◆ To do ◆
Which lines of the data below hold "found"? Copy each of them.

[Data shown Boundary: Start]

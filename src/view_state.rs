use std::{num::NonZeroUsize, rc::Rc};

use derive_ex::Ex;
use tracing::debug;

use crate::{
    ActiveFilter, Category, CategoryId, CategoryRef, EngineConfig, PageNumber, Record, RecordId,
    SortDirective, SortField,
};


/// Everything that determines what a catalog view shows.
///
/// A `ViewState` is never modified in place. Every transition returns a new value,
/// sharing the collections it does not touch.
#[derive(Clone, Debug, PartialEq, Ex)]
#[derive_ex(Default)]
#[default(Self::new(&EngineConfig::default()))]
pub struct ViewState {
    records: Rc<[Record]>,
    categories: Rc<[Category]>,
    filter: ActiveFilter,
    sort: SortDirective,
    current_page: PageNumber,
    page_size: NonZeroUsize,
}

impl ViewState {
    /// Empty state: no records, only the [`Category::All`] entry, no filter, first page.
    pub fn new(config: &EngineConfig) -> Self {
        Self {
            records: Rc::new([]),
            categories: Rc::new([Category::All]),
            filter: ActiveFilter::None,
            sort: config.sort,
            current_page: PageNumber::FIRST,
            page_size: config.page_size,
        }
    }

    /// Replaces the collections, keeping every other field.
    ///
    /// [`Category::All`] is prepended to `categories`.
    /// Categories using the reserved id [`CategoryId::ALL`] are skipped.
    pub fn with_catalog(
        &self,
        records: impl IntoIterator<Item = Record>,
        categories: impl IntoIterator<Item = CategoryRef>,
    ) -> Self {
        let named = categories.into_iter().filter(|c| {
            let reserved = c.id == CategoryId::ALL;
            if reserved {
                debug!(name = %c.name, "with_catalog: category uses reserved id");
            }
            !reserved
        });
        Self {
            records: records.into_iter().collect(),
            categories: std::iter::once(Category::All)
                .chain(named.map(Category::Named))
                .collect(),
            ..self.clone()
        }
    }

    pub fn records(&self) -> &[Record] {
        &self.records
    }
    pub fn record(&self, id: RecordId) -> Option<&Record> {
        self.records.iter().find(|r| r.id == id)
    }
    pub fn categories(&self) -> &[Category] {
        &self.categories
    }
    pub fn category(&self, id: CategoryId) -> Option<&Category> {
        self.categories.iter().find(|c| c.id() == id)
    }
    pub fn filter(&self) -> &ActiveFilter {
        &self.filter
    }
    pub fn sort(&self) -> SortDirective {
        self.sort
    }
    pub fn current_page(&self) -> PageNumber {
        self.current_page
    }
    pub fn page_size(&self) -> NonZeroUsize {
        self.page_size
    }

    /// The selected category, or [`Category::All`] while searching or unfiltered.
    pub fn active_category(&self) -> Category {
        match &self.filter {
            ActiveFilter::ByCategory(c) => Category::Named(c.clone()),
            ActiveFilter::None | ActiveFilter::BySearch(_) => Category::All,
        }
    }

    /// The search query, or `""` while browsing by category or unfiltered.
    pub fn search_query(&self) -> &str {
        match &self.filter {
            ActiveFilter::BySearch(q) => q,
            ActiveFilter::None | ActiveFilter::ByCategory(_) => "",
        }
    }

    /// Returns `true` if `category` is the highlighted entry of the category list.
    pub fn is_active_category(&self, category: &Category) -> bool {
        self.active_category().id() == category.id()
    }

    pub fn select_category(&self, category: Category) -> Self {
        Self {
            filter: ActiveFilter::category(category),
            current_page: PageNumber::FIRST,
            ..self.clone()
        }
    }

    pub fn set_search_query(&self, query: &str) -> Self {
        Self {
            filter: ActiveFilter::search(query),
            current_page: PageNumber::FIRST,
            ..self.clone()
        }
    }

    /// Changes the sort order. The current page is kept.
    pub fn set_sort(&self, sort: SortDirective) -> Self {
        Self {
            sort,
            ..self.clone()
        }
    }

    /// Sorts as a click on the `field` column header does.
    pub fn sort_by(&self, field: SortField) -> Self {
        self.set_sort(self.sort.toggled(field))
    }

    /// Moves to `page`. Pages past the end are accepted and show nothing.
    pub fn select_page(&self, page: PageNumber) -> Self {
        Self {
            current_page: page,
            ..self.clone()
        }
    }

    /// Inverts the flag of the record `id`. Returns an unchanged copy if there is no such record.
    pub fn toggle_flag(&self, id: RecordId) -> Self {
        let Some(index) = self.position(id) else {
            debug!(%id, "toggle_flag: record not found");
            return self.clone();
        };
        let records = self
            .records
            .iter()
            .enumerate()
            .map(|(i, r)| if i == index { r.toggled() } else { r.clone() })
            .collect();
        Self {
            records,
            ..self.clone()
        }
    }

    /// Removes the record `id`. The current page is kept even if it becomes empty.
    pub fn remove_record(&self, id: RecordId) -> Self {
        if self.position(id).is_none() {
            debug!(%id, "remove_record: record not found");
            return self.clone();
        }
        Self {
            records: self.records.iter().filter(|r| r.id != id).cloned().collect(),
            ..self.clone()
        }
    }

    pub fn apply(&self, transition: &Transition) -> Self {
        match transition {
            Transition::SelectCategory(c) => self.select_category(c.clone()),
            Transition::SetSearchQuery(q) => self.set_search_query(q),
            Transition::SetSort(s) => self.set_sort(*s),
            Transition::SortBy(f) => self.sort_by(*f),
            Transition::SelectPage(p) => self.select_page(*p),
            Transition::ToggleFlag(id) => self.toggle_flag(*id),
            Transition::RemoveRecord(id) => self.remove_record(*id),
        }
    }

    fn position(&self, id: RecordId) -> Option<usize> {
        self.records.iter().position(|r| r.id == id)
    }
}

/// A validated request to change a [`ViewState`].
#[derive(Clone, Debug, PartialEq)]
pub enum Transition {
    SelectCategory(Category),
    SetSearchQuery(String),
    SetSort(SortDirective),
    SortBy(SortField),
    SelectPage(PageNumber),
    ToggleFlag(RecordId),
    RemoveRecord(RecordId),
}
impl Transition {
    /// Returns the record a point mutation targets.
    pub fn target_record(&self) -> Option<RecordId> {
        match self {
            Transition::ToggleFlag(id) | Transition::RemoveRecord(id) => Some(*id),
            _ => None,
        }
    }
}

[Data shown Boundary: End]

◆ Response to the exercise ◆
            debug!(%id, "toggle_flag: record not found");
            debug!(%id, "remove_record: record not found");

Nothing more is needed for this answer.